Когда я встаю, я вижу на бетоне наши отпечатки. Две ляжки лежат рядом с одной ногой. Это похоже на изящно проведенные полосы. На китайский рисунок. Влага мгновенно испаряется на солнце, и наш отпечаток пропадает. Я смотрю на тело Клаудии — оно очень красивое, как я и предполагал. Но я не хочу думать об этом и одеваюсь.
Потом я вскакиваю на велосипед и уезжаю. Все-таки заглядываю к Франку, хотя и не собирался. Он стоит во дворе и возится со своим велосипедом.
— Ты тоже купил себе велик?
Я тут же отмечаю, что велик новый и что это особая и очень дорогая модель. Но у Франка есть на это деньги. Его велик стоит, очевидно, дороже, чем мой.
— Новехонький, — гордо говорит Франк. — Давай проедемся вместе, обкатаем?
— А где ты его купил? — спрашиваю я, когда мы останавливаемся у Маридалсваннет.
— Эхмкгр, — отвечает он, и мне кажется, что у него рот тоже полон грифов.
— Где?
— В «Урбан Экшн», — отвечает он, отвернувшись.
— Так это же магазин Сёс! — в изумлении восклицаю я. Несколько минут у меня уходит на то, чтобы переварить это известие.
— Э-э… да, она… была там… — заикаясь, отвечает Франк, как мальчишка, которого поймали на месте преступления одновременно с мороженым и пирожными.
— Это случайно или?..
— Что ты имеешь в виду? — По его роже я уже не уверен, что он был в магазине Сёс. Или зашел туда потому, что только в «Урбан Экшн» можно было купить именно такой велик, какой ему хотелось. Я перестаю его допрашивать. Мне надо подумать. Может быть, это имеет большое значение для моего ПЛАНА? Может, посеянное мною семечко уже проросло?
Дома на автоответчике оставлено несколько сообщений. Кто-то неизвестный звонил два или три раза и, хрюкнув или хмыкнув, клал трубку. Ни на кого из моих знакомых это не похоже. Я ни в чем не виноват, и совесть моя спокойна, Братья & Сестры. Со спокойной совестью я сажусь на балконе, чтобы спрятаться от обжигающего солнца. И думаю о своем списке с проблемами. Вычеркиваю пункт 4, поскольку синглы в целости и сохранности уже стоят на полке. Пункт 3 ПЛАНА, похоже, тоже скоро будет выполнен. И как раз в эту минуту в моем списке неожиданно появляется новый пункт.
Снова звонит этот дурацкий телефон. Не задумываясь, я снимаю трубку и слышу папашин голос.

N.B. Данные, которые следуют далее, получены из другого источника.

// Copyright 2022-2023 CeresDB Project Authors. Licensed under Apache-2.0.

//! Table types.

use serde::{Deserialize, Serialize};

use crate::schema::SchemaId;

pub type TableId = u64;

/// Partition information of a partition table.
///
/// The parent table carries the names of its sub tables; each sub table is an
/// ordinary table resident on its own shard.
#[derive(Debug, Clone, PartialEq, Serialize, Deserialize)]
pub struct PartitionInfo {
    pub sub_table_names: Vec<String>,
}

/// The persisted table record.
#[derive(Debug, Clone, PartialEq, Serialize, Deserialize)]
pub struct Table {
    pub id: TableId,
    pub name: String,
    pub schema_id: SchemaId,
    /// Unix timestamp in milliseconds.
    pub created_at: u64,
    pub partition_info: Option<PartitionInfo>,
}

impl Table {
    #[inline]
    pub fn is_partition_table(&self) -> bool {
        self.partition_info.is_some()
    }
}

/// A table together with the name of its schema, the form consumed by routing
/// and by the node event protocol.
#[derive(Debug, Clone, PartialEq, Serialize, Deserialize)]
pub struct TableInfo {
    pub id: TableId,
    pub name: String,
    pub schema_id: SchemaId,
    pub schema_name: String,
    pub partition_info: Option<PartitionInfo>,
}

impl TableInfo {
    pub fn new(table: Table, schema_name: String) -> Self {
        Self {
            id: table.id,
            name: table.name,
            schema_id: table.schema_id,
            schema_name,
            partition_info: table.partition_info,
        }
    }
}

— Я так и думал, — сурово говорит он.
И я сразу понимаю, о чем он думал.
Я чертыхаюсь про себя.
Я исполняю военный танец.
— Солнце — навозный бог! — пою я про себя и грожу кулаком небесам. Солнце заходит за облако, и мои слова его не трогают.
— А-а, это ты… сегодня у нас почти не было работы, — смело начинаю я. Может, хотя бы на сей раз разыграется крутой фильм-экшн, и я отделаюсь быстрой ложью. Я изображаю Шварценеггера, вот бы мои мышцы и мозг немного выросли.
— Не напрягайся, — сухо говорит папаша. — Я уже звонил тебе на работу. И узнал, что ты, так сказать, болен.
Что ты на это скажешь?
Адам Шварценеггер съеживается, превращаясь в маленький сухой шарик.